Work instruction
Go through the listing below and show each line that has the word "ClientChainRow".
=== Begin Enclosure ===
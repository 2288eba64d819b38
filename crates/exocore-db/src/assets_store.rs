//! `x/assets` persistence: params, client chains, tokens, staker and
//! operator balances.
//!
//! Staker and operator balances keep a current row plus a history row per
//! height. Derived columns are computed in the statement itself:
//!
//! ```text
//! staker_assets.delegated   = deposited - free - pending_undelegation - lifetime_slashed
//! operator_assets.other_share = total_share - self_share
//! ```

use async_trait::async_trait;
use exocore_types::{
    AssetToken, ClientChain, OperatorAsset, OperatorAssetRow, StakerAsset, StakerAssetRow,
};

use crate::error::DbError;
use crate::pg_store::{PgStore, dec, int};

/// Operations on `x/assets` records.
#[async_trait]
pub trait AssetsStore: Send + Sync {
    /// Save module params if `height` is not older than the stored height.
    async fn save_assets_params(&self, params: &serde_json::Value, height: i64)
    -> Result<(), DbError>;

    /// Stored module params and the height they were saved at.
    async fn get_assets_params(&self) -> Result<Option<(serde_json::Value, i64)>, DbError>;

    /// Insert a client chain, or refresh its name and metadata.
    async fn save_client_chain(&self, chain: &ClientChain) -> Result<(), DbError>;

    /// Look up a client chain by `LayerZero` id.
    async fn get_client_chain(&self, layer_zero_chain_id: i64)
    -> Result<Option<ClientChain>, DbError>;

    /// Insert or overwrite a token.
    async fn save_token(&self, token: &AssetToken) -> Result<(), DbError>;

    /// Look up a token.
    async fn get_token(&self, asset_id: &str) -> Result<Option<AssetToken>, DbError>;

    /// Replace a token's metadata.
    async fn update_token_meta_info(&self, asset_id: &str, meta_info: &str)
    -> Result<(), DbError>;

    /// Replace a token's staking total.
    async fn update_token_staking_total(
        &self,
        asset_id: &str,
        total: exocore_types::Int,
    ) -> Result<(), DbError>;

    /// Upsert a staker balance and append its history row at `height`.
    ///
    /// `lifetime_slashed` is left untouched; `delegated` is recomputed.
    async fn save_staker_asset(&self, asset: &StakerAsset, height: i64) -> Result<(), DbError>;

    /// Current staker balance.
    async fn get_staker_asset(
        &self,
        staker_id: &str,
        asset_id: &str,
    ) -> Result<Option<StakerAssetRow>, DbError>;

    /// Upsert an operator balance and append its history row at `height`.
    async fn save_operator_asset(&self, asset: &OperatorAsset, height: i64)
    -> Result<(), DbError>;

    /// Current operator balance.
    async fn get_operator_asset(
        &self,
        operator_addr: &str,
        asset_id: &str,
    ) -> Result<Option<OperatorAssetRow>, DbError>;
}

#[derive(sqlx::FromRow)]
struct ClientChainRow {
    layer_zero_chain_id: i64,
    name: String,
    meta_info: String,
    chain_id: i64,
    exocore_chain_index: i64,
    finalization_blocks: i64,
    signature_type: String,
    address_length: i64,
}

#[derive(sqlx::FromRow)]
struct TokenRow {
    asset_id: String,
    name: String,
    symbol: String,
    address: String,
    decimals: i64,
    layer_zero_chain_id: i64,
    exocore_chain_index: i64,
    meta_info: String,
    staking_total_amount: String,
}

#[derive(sqlx::FromRow)]
struct StakerRow {
    staker_id: String,
    asset_id: String,
    deposited: String,
    free: String,
    pending_undelegation: String,
    delegated: String,
    lifetime_slashed: String,
}

#[derive(sqlx::FromRow)]
struct OperatorRow {
    operator_addr: String,
    asset_id: String,
    total_amount: String,
    pending_undelegation: String,
    total_share: String,
    self_share: String,
    other_share: String,
}

#[async_trait]
impl AssetsStore for PgStore {
    async fn save_assets_params(
        &self,
        params: &serde_json::Value,
        height: i64,
    ) -> Result<(), DbError> {
        sqlx::query(
            r"INSERT INTO assets_params (one_row_id, params, height)
              VALUES (TRUE, $1::JSONB, $2)
              ON CONFLICT (one_row_id) DO UPDATE
              SET params = EXCLUDED.params, height = EXCLUDED.height
              WHERE assets_params.height <= EXCLUDED.height",
        )
        .bind(params.to_string())
        .bind(height)
        .execute(self.pool())
        .await?;
        Ok(())
    }

    async fn get_assets_params(&self) -> Result<Option<(serde_json::Value, i64)>, DbError> {
        let row: Option<(String, i64)> =
            sqlx::query_as("SELECT params::TEXT, height FROM assets_params")
                .fetch_optional(self.pool())
                .await?;
        row.map(|(raw, height)| Ok((serde_json::from_str(&raw)?, height)))
            .transpose()
    }

    async fn save_client_chain(&self, chain: &ClientChain) -> Result<(), DbError> {
        sqlx::query(
            r"INSERT INTO client_chains (layer_zero_chain_id, name, meta_info, chain_id, exocore_chain_index, finalization_blocks, signature_type, address_length)
              VALUES ($1, $2, $3, $4, $5, $6, $7, $8)
              ON CONFLICT (layer_zero_chain_id) DO UPDATE
              SET name = EXCLUDED.name, meta_info = EXCLUDED.meta_info",
        )
        .bind(chain.layer_zero_chain_id)
        .bind(&chain.name)
        .bind(&chain.meta_info)
        .bind(chain.chain_id)
        .bind(chain.exocore_chain_index)
        .bind(chain.finalization_blocks)
        .bind(&chain.signature_type)
        .bind(chain.address_length)
        .execute(self.pool())
        .await?;
        Ok(())
    }

    async fn get_client_chain(
        &self,
        layer_zero_chain_id: i64,
    ) -> Result<Option<ClientChain>, DbError> {
        let row = sqlx::query_as::<_, ClientChainRow>(
            r"SELECT layer_zero_chain_id, name, meta_info, chain_id, exocore_chain_index, finalization_blocks, signature_type, address_length
              FROM client_chains WHERE layer_zero_chain_id = $1",
        )
        .bind(layer_zero_chain_id)
        .fetch_optional(self.pool())
        .await?;
        Ok(row.map(|r| ClientChain {
            name: r.name,
            meta_info: r.meta_info,
            chain_id: r.chain_id,
            exocore_chain_index: r.exocore_chain_index,
            finalization_blocks: r.finalization_blocks,
            layer_zero_chain_id: r.layer_zero_chain_id,
            signature_type: r.signature_type,
            address_length: r.address_length,
        }))
    }

    async fn save_token(&self, token: &AssetToken) -> Result<(), DbError> {
        sqlx::query(
            r"INSERT INTO tokens (asset_id, name, symbol, address, decimals, layer_zero_chain_id, exocore_chain_index, meta_info, staking_total_amount)
              VALUES ($1, $2, $3, $4, $5, $6, $7, $8, $9::NUMERIC)
              ON CONFLICT (asset_id) DO UPDATE
              SET name = EXCLUDED.name,
                  symbol = EXCLUDED.symbol,
                  address = EXCLUDED.address,
                  decimals = EXCLUDED.decimals,
                  layer_zero_chain_id = EXCLUDED.layer_zero_chain_id,
                  exocore_chain_index = EXCLUDED.exocore_chain_index,
                  meta_info = EXCLUDED.meta_info,
                  staking_total_amount = EXCLUDED.staking_total_amount",
        )
        .bind(&token.asset_id)
        .bind(&token.name)
        .bind(&token.symbol)
        .bind(&token.address)
        .bind(token.decimals)
        .bind(token.layer_zero_chain_id)
        .bind(token.exocore_chain_index)
        .bind(&token.meta_info)
        .bind(token.staking_total_amount.to_string())
        .execute(self.pool())
        .await?;
        Ok(())
    }

    async fn get_token(&self, asset_id: &str) -> Result<Option<AssetToken>, DbError> {
        let row = sqlx::query_as::<_, TokenRow>(
            r"SELECT asset_id, name, symbol, address, decimals, layer_zero_chain_id, exocore_chain_index, meta_info, staking_total_amount::TEXT AS staking_total_amount
              FROM tokens WHERE asset_id = $1",
        )
        .bind(asset_id)
        .fetch_optional(self.pool())
        .await?;
        row.map(|r| {
            Ok(AssetToken {
                staking_total_amount: int(&r.staking_total_amount)?,
                asset_id: r.asset_id,
                name: r.name,
                symbol: r.symbol,
                address: r.address,
                decimals: r.decimals,
                layer_zero_chain_id: r.layer_zero_chain_id,
                exocore_chain_index: r.exocore_chain_index,
                meta_info: r.meta_info,
            })
        })
        .transpose()
    }

    async fn update_token_meta_info(&self, asset_id: &str, meta_info: &str) -> Result<(), DbError> {
        let result = sqlx::query("UPDATE tokens SET meta_info = $2 WHERE asset_id = $1")
            .bind(asset_id)
            .bind(meta_info)
            .execute(self.pool())
            .await?;
        if result.rows_affected() == 0 {
            return Err(DbError::not_found("token", asset_id));
        }
        Ok(())
    }

    async fn update_token_staking_total(
        &self,
        asset_id: &str,
        total: exocore_types::Int,
    ) -> Result<(), DbError> {
        let result =
            sqlx::query("UPDATE tokens SET staking_total_amount = $2::NUMERIC WHERE asset_id = $1")
                .bind(asset_id)
                .bind(total.to_string())
                .execute(self.pool())
                .await?;
        if result.rows_affected() == 0 {
            return Err(DbError::not_found("token", asset_id));
        }
        Ok(())
    }

    async fn save_staker_asset(&self, asset: &StakerAsset, height: i64) -> Result<(), DbError> {
        let mut tx = self.pool().begin().await?;

        sqlx::query(
            r"INSERT INTO staker_assets (staker_id, asset_id, deposited, free, pending_undelegation, lifetime_slashed, delegated)
              VALUES ($1, $2, $3::NUMERIC, $4::NUMERIC, $5::NUMERIC, 0, $3::NUMERIC - $4::NUMERIC - $5::NUMERIC)
              ON CONFLICT (staker_id, asset_id) DO UPDATE
              SET deposited = EXCLUDED.deposited,
                  free = EXCLUDED.free,
                  pending_undelegation = EXCLUDED.pending_undelegation,
                  delegated = EXCLUDED.deposited - EXCLUDED.free - EXCLUDED.pending_undelegation - staker_assets.lifetime_slashed",
        )
        .bind(&asset.staker_id)
        .bind(&asset.asset_id)
        .bind(asset.deposited.to_string())
        .bind(asset.withdrawable.to_string())
        .bind(asset.pending_undelegation.to_string())
        .execute(&mut *tx)
        .await?;

        sqlx::query(
            r"INSERT INTO staker_assets_history (staker_id, asset_id, deposited, free, pending_undelegation, delegated, lifetime_slashed, block_height)
              SELECT staker_id, asset_id, deposited, free, pending_undelegation, delegated, lifetime_slashed, $3
              FROM staker_assets WHERE staker_id = $1 AND asset_id = $2
              ON CONFLICT (staker_id, asset_id, block_height) DO UPDATE
              SET deposited = EXCLUDED.deposited,
                  free = EXCLUDED.free,
                  pending_undelegation = EXCLUDED.pending_undelegation,
                  delegated = EXCLUDED.delegated,
                  lifetime_slashed = EXCLUDED.lifetime_slashed",
        )
        .bind(&asset.staker_id)
        .bind(&asset.asset_id)
        .bind(height)
        .execute(&mut *tx)
        .await?;

        tx.commit().await?;
        Ok(())
    }

    async fn get_staker_asset(
        &self,
        staker_id: &str,
        asset_id: &str,
    ) -> Result<Option<StakerAssetRow>, DbError> {
        let row = sqlx::query_as::<_, StakerRow>(
            r"SELECT staker_id, asset_id, deposited::TEXT AS deposited, free::TEXT AS free,
                     pending_undelegation::TEXT AS pending_undelegation, delegated::TEXT AS delegated,
                     lifetime_slashed::TEXT AS lifetime_slashed
              FROM staker_assets WHERE staker_id = $1 AND asset_id = $2",
        )
        .bind(staker_id)
        .bind(asset_id)
        .fetch_optional(self.pool())
        .await?;
        row.map(|r| {
            Ok(StakerAssetRow {
                deposited: int(&r.deposited)?,
                withdrawable: int(&r.free)?,
                pending_undelegation: int(&r.pending_undelegation)?,
                delegated: int(&r.delegated)?,
                lifetime_slashed: int(&r.lifetime_slashed)?,
                staker_id: r.staker_id,
                asset_id: r.asset_id,
            })
        })
        .transpose()
    }

    async fn save_operator_asset(&self, asset: &OperatorAsset, height: i64) -> Result<(), DbError> {
        let mut tx = self.pool().begin().await?;

        sqlx::query(
            r"INSERT INTO operator_assets (operator_addr, asset_id, total_amount, pending_undelegation, total_share, self_share, other_share)
              VALUES ($1, $2, $3::NUMERIC, $4::NUMERIC, $5::NUMERIC, $6::NUMERIC, $5::NUMERIC - $6::NUMERIC)
              ON CONFLICT (operator_addr, asset_id) DO UPDATE
              SET total_amount = EXCLUDED.total_amount,
                  pending_undelegation = EXCLUDED.pending_undelegation,
                  total_share = EXCLUDED.total_share,
                  self_share = EXCLUDED.self_share,
                  other_share = EXCLUDED.total_share - EXCLUDED.self_share",
        )
        .bind(&asset.operator_addr)
        .bind(&asset.asset_id)
        .bind(asset.total_amount.to_string())
        .bind(asset.pending_undelegation.to_string())
        .bind(asset.total_share.to_string())
        .bind(asset.self_share.to_string())
        .execute(&mut *tx)
        .await?;

        sqlx::query(
            r"INSERT INTO operator_assets_history (operator_addr, asset_id, total_amount, pending_undelegation, total_share, self_share, other_share, block_height)
              SELECT operator_addr, asset_id, total_amount, pending_undelegation, total_share, self_share, other_share, $3
              FROM operator_assets WHERE operator_addr = $1 AND asset_id = $2
              ON CONFLICT (operator_addr, asset_id, block_height) DO UPDATE
              SET total_amount = EXCLUDED.total_amount,
                  pending_undelegation = EXCLUDED.pending_undelegation,
                  total_share = EXCLUDED.total_share,
                  self_share = EXCLUDED.self_share,
                  other_share = EXCLUDED.other_share",
        )
        .bind(&asset.operator_addr)
        .bind(&asset.asset_id)
        .bind(height)
        .execute(&mut *tx)
        .await?;

        tx.commit().await?;
        Ok(())
    }

    async fn get_operator_asset(
        &self,
        operator_addr: &str,
        asset_id: &str,
    ) -> Result<Option<OperatorAssetRow>, DbError> {
        let row = sqlx::query_as::<_, OperatorRow>(
            r"SELECT operator_addr, asset_id, total_amount::TEXT AS total_amount,
                     pending_undelegation::TEXT AS pending_undelegation, total_share::TEXT AS total_share,
                     self_share::TEXT AS self_share, other_share::TEXT AS other_share
              FROM operator_assets WHERE operator_addr = $1 AND asset_id = $2",
        )
        .bind(operator_addr)
        .bind(asset_id)
        .fetch_optional(self.pool())
        .await?;
        row.map(|r| {
            Ok(OperatorAssetRow {
                total_amount: int(&r.total_amount)?,
                pending_undelegation: int(&r.pending_undelegation)?,
                total_share: dec(&r.total_share)?,
                self_share: dec(&r.self_share)?,
                other_share: dec(&r.other_share)?,
                operator_addr: r.operator_addr,
                asset_id: r.asset_id,
            })
        })
        .transpose()
    }
}
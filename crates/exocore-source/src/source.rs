//! The point-in-time query boundary.
//!
//! Uses enum dispatch instead of trait objects: both backends answer the
//! same [`QueryRequest`] with the same [`QueryResponse`], and async methods
//! are not dyn-compatible.

use crate::error::SourceError;
use crate::local::LocalSource;
use crate::query::{QueryRequest, QueryResponse};
use crate::remote::RemoteSource;

/// A chain source answering queries at a height.
#[derive(Debug, Clone)]
pub enum ChainSource {
    /// In-process snapshots.
    Local(LocalSource),
    /// A node's REST gateway.
    Remote(RemoteSource),
}

impl ChainSource {
    /// Answer `request` against the chain state at `height`.
    pub async fn query(
        &self,
        height: i64,
        request: &QueryRequest,
    ) -> Result<QueryResponse, SourceError> {
        match self {
            Self::Local(source) => source.query(height, request),
            Self::Remote(source) => source.query(height, request).await,
        }
    }

    /// Newest height the source can answer at.
    pub async fn latest_height(&self) -> Result<i64, SourceError> {
        match self {
            Self::Local(source) => source.latest_height(),
            Self::Remote(source) => source.latest_height().await,
        }
    }

    /// Page size to request when walking a paginated query.
    pub const fn page_limit(&self) -> u64 {
        match self {
            Self::Local(_) => crate::query::DEFAULT_PAGE_LIMIT,
            Self::Remote(source) => source.page_limit(),
        }
    }

    /// Human-readable name for logging.
    pub const fn name(&self) -> &'static str {
        match self {
            Self::Local(_) => "local",
            Self::Remote(_) => "remote",
        }
    }
}

impl From<LocalSource> for ChainSource {
    fn from(source: LocalSource) -> Self {
        Self::Local(source)
    }
}

impl From<RemoteSource> for ChainSource {
    fn from(source: RemoteSource) -> Self {
        Self::Remote(source)
    }
}
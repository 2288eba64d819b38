//! `x/assets` records: client chains, tokens, staker and operator balances.

use serde::{Deserialize, Serialize};

use crate::numeric::{Dec, Int};
use crate::serde_num;

/// A client chain bridged into Exocore. Keyed by `layer_zero_chain_id`.
#[derive(Debug, Clone, PartialEq, Eq, Serialize, Deserialize)]
pub struct ClientChain {
    /// Human-readable name.
    pub name: String,
    /// Free-form metadata.
    #[serde(default)]
    pub meta_info: String,
    /// Native chain id of the client chain.
    #[serde(deserialize_with = "serde_num::i64_str")]
    pub chain_id: i64,
    /// Index of the chain inside Exocore.
    #[serde(deserialize_with = "serde_num::i64_str")]
    pub exocore_chain_index: i64,
    /// Blocks until finality.
    #[serde(deserialize_with = "serde_num::i64_str")]
    pub finalization_blocks: i64,
    /// `LayerZero` chain id, the natural key.
    #[serde(deserialize_with = "serde_num::i64_str")]
    pub layer_zero_chain_id: i64,
    /// Signature scheme.
    #[serde(default)]
    pub signature_type: String,
    /// Address length in bytes.
    #[serde(deserialize_with = "serde_num::i64_str")]
    pub address_length: i64,
}

/// A registered staking token. Keyed by `asset_id`.
#[derive(Debug, Clone, PartialEq, Eq, Serialize, Deserialize)]
pub struct AssetToken {
    /// Asset id (`address_0xlzid`).
    pub asset_id: String,
    /// Token name.
    pub name: String,
    /// Token symbol.
    pub symbol: String,
    /// Contract address on the client chain.
    pub address: String,
    /// Token decimals.
    pub decimals: i64,
    /// `LayerZero` chain id of the client chain.
    pub layer_zero_chain_id: i64,
    /// Index of the client chain inside Exocore.
    pub exocore_chain_index: i64,
    /// Free-form metadata.
    pub meta_info: String,
    /// Total amount staked across all stakers.
    pub staking_total_amount: Int,
}

/// Incoming staker balance for one asset.
///
/// `delegated` is never supplied; it is derived by the store as
/// `deposited - withdrawable - pending_undelegation - lifetime_slashed`.
#[derive(Debug, Clone, PartialEq, Eq, Serialize, Deserialize)]
pub struct StakerAsset {
    /// Staker id.
    pub staker_id: String,
    /// Asset id.
    pub asset_id: String,
    /// Total deposited.
    pub deposited: Int,
    /// Free (withdrawable) balance.
    pub withdrawable: Int,
    /// Balance pending undelegation.
    pub pending_undelegation: Int,
}

/// A persisted staker balance including derived and accumulated columns.
#[derive(Debug, Clone, PartialEq, Eq, Serialize, Deserialize)]
pub struct StakerAssetRow {
    /// Staker id.
    pub staker_id: String,
    /// Asset id.
    pub asset_id: String,
    /// Total deposited.
    pub deposited: Int,
    /// Free (withdrawable) balance.
    pub withdrawable: Int,
    /// Balance pending undelegation.
    pub pending_undelegation: Int,
    /// Derived delegated balance.
    pub delegated: Int,
    /// Cumulative amount lost to slashing. Never decreases.
    pub lifetime_slashed: Int,
}

/// Incoming operator balance for one asset.
///
/// `other_share` is derived by the store as `total_share - self_share`.
#[derive(Debug, Clone, PartialEq, Eq, Serialize, Deserialize)]
pub struct OperatorAsset {
    /// Operator address.
    pub operator_addr: String,
    /// Asset id.
    pub asset_id: String,
    /// Total delegated amount.
    pub total_amount: Int,
    /// Amount pending undelegation.
    pub pending_undelegation: Int,
    /// Total shares issued.
    pub total_share: Dec,
    /// Shares held by the operator itself.
    pub self_share: Dec,
}

/// A persisted operator balance including the derived share column.
#[derive(Debug, Clone, PartialEq, Eq, Serialize, Deserialize)]
pub struct OperatorAssetRow {
    /// Operator address.
    pub operator_addr: String,
    /// Asset id.
    pub asset_id: String,
    /// Total delegated amount.
    pub total_amount: Int,
    /// Amount pending undelegation.
    pub pending_undelegation: Int,
    /// Total shares issued.
    pub total_share: Dec,
    /// Shares held by the operator itself.
    pub self_share: Dec,
    /// Derived shares held by delegators.
    pub other_share: Dec,
}

// =============================================================================
// Genesis
// =============================================================================

/// The `assets` section of the genesis app state.
#[derive(Debug, Clone, Default, Deserialize)]
pub struct AssetsGenesis {
    /// Module parameters, stored verbatim.
    #[serde(default)]
    pub params: serde_json::Value,
    /// Registered client chains.
    #[serde(default)]
    pub client_chains: Vec<ClientChain>,
    /// Registered tokens.
    #[serde(default)]
    pub tokens: Vec<GenesisToken>,
    /// Deposits grouped by staker.
    #[serde(default)]
    pub deposits: Vec<GenesisDeposits>,
    /// Operator balances grouped by operator.
    #[serde(default)]
    pub operator_assets: Vec<GenesisOperatorAssets>,
}

/// Basic token information as it appears in genesis.
#[derive(Debug, Clone, Deserialize)]
pub struct GenesisAssetInfo {
    /// Token name.
    pub name: String,
    /// Token symbol.
    pub symbol: String,
    /// Contract address.
    pub address: String,
    /// Token decimals.
    #[serde(deserialize_with = "serde_num::i64_str")]
    pub decimals: i64,
    /// `LayerZero` chain id.
    #[serde(deserialize_with = "serde_num::u64_str")]
    pub layer_zero_chain_id: u64,
    /// Index of the client chain inside Exocore.
    #[serde(deserialize_with = "serde_num::i64_str")]
    pub exocore_chain_index: i64,
    /// Free-form metadata.
    #[serde(default)]
    pub meta_info: String,
}

/// A token with its staking total, as it appears in genesis.
#[derive(Debug, Clone, Deserialize)]
pub struct GenesisToken {
    /// Basic token information.
    pub asset_basic_info: GenesisAssetInfo,
    /// Total staked amount.
    #[serde(default)]
    pub staking_total_amount: Int,
}

impl GenesisToken {
    /// Convert to a token record, deriving the asset id.
    pub fn to_token(&self) -> AssetToken {
        let info = &self.asset_basic_info;
        AssetToken {
            asset_id: crate::keys::asset_id(&info.address, info.layer_zero_chain_id),
            name: info.name.clone(),
            symbol: info.symbol.clone(),
            address: info.address.clone(),
            decimals: info.decimals,
            layer_zero_chain_id: i64::try_from(info.layer_zero_chain_id).unwrap_or(i64::MAX),
            exocore_chain_index: info.exocore_chain_index,
            meta_info: info.meta_info.clone(),
            staking_total_amount: self.staking_total_amount,
        }
    }
}

/// Deposits of one staker.
#[derive(Debug, Clone, Deserialize)]
pub struct GenesisDeposits {
    /// Staker id.
    pub staker_id: String,
    /// Per-asset deposits.
    #[serde(default)]
    pub deposits: Vec<GenesisDeposit>,
}

/// One staker's balance for one asset.
#[derive(Debug, Clone, Deserialize)]
pub struct GenesisDeposit {
    /// Asset id.
    pub asset_id: String,
    /// Balance details.
    pub info: GenesisStakerAssetInfo,
}

/// Staker balance fields as they appear in genesis.
#[derive(Debug, Clone, Deserialize)]
pub struct GenesisStakerAssetInfo {
    /// Total deposited.
    pub total_deposit_amount: Int,
    /// Withdrawable balance.
    pub withdrawable_amount: Int,
    /// Balance pending undelegation.
    pub pending_undelegation_amount: Int,
}

/// Balances of one operator.
#[derive(Debug, Clone, Deserialize)]
pub struct GenesisOperatorAssets {
    /// Operator address.
    pub operator: String,
    /// Per-asset balances.
    #[serde(default)]
    pub assets_state: Vec<GenesisOperatorAsset>,
}

/// One operator's balance for one asset.
#[derive(Debug, Clone, Deserialize)]
pub struct GenesisOperatorAsset {
    /// Asset id.
    pub asset_id: String,
    /// Balance details.
    pub info: GenesisOperatorAssetInfo,
}

/// Operator balance fields as they appear in genesis.
#[derive(Debug, Clone, Deserialize)]
pub struct GenesisOperatorAssetInfo {
    /// Total delegated amount.
    pub total_amount: Int,
    /// Amount pending undelegation.
    pub pending_undelegation_amount: Int,
    /// Total shares issued.
    pub total_share: Dec,
    /// Shares held by the operator.
    pub operator_share: Dec,
}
=== End Enclosure ===
Answer to this problem
struct ClientChainRow {
        let row = sqlx::query_as::<_, ClientChainRow>(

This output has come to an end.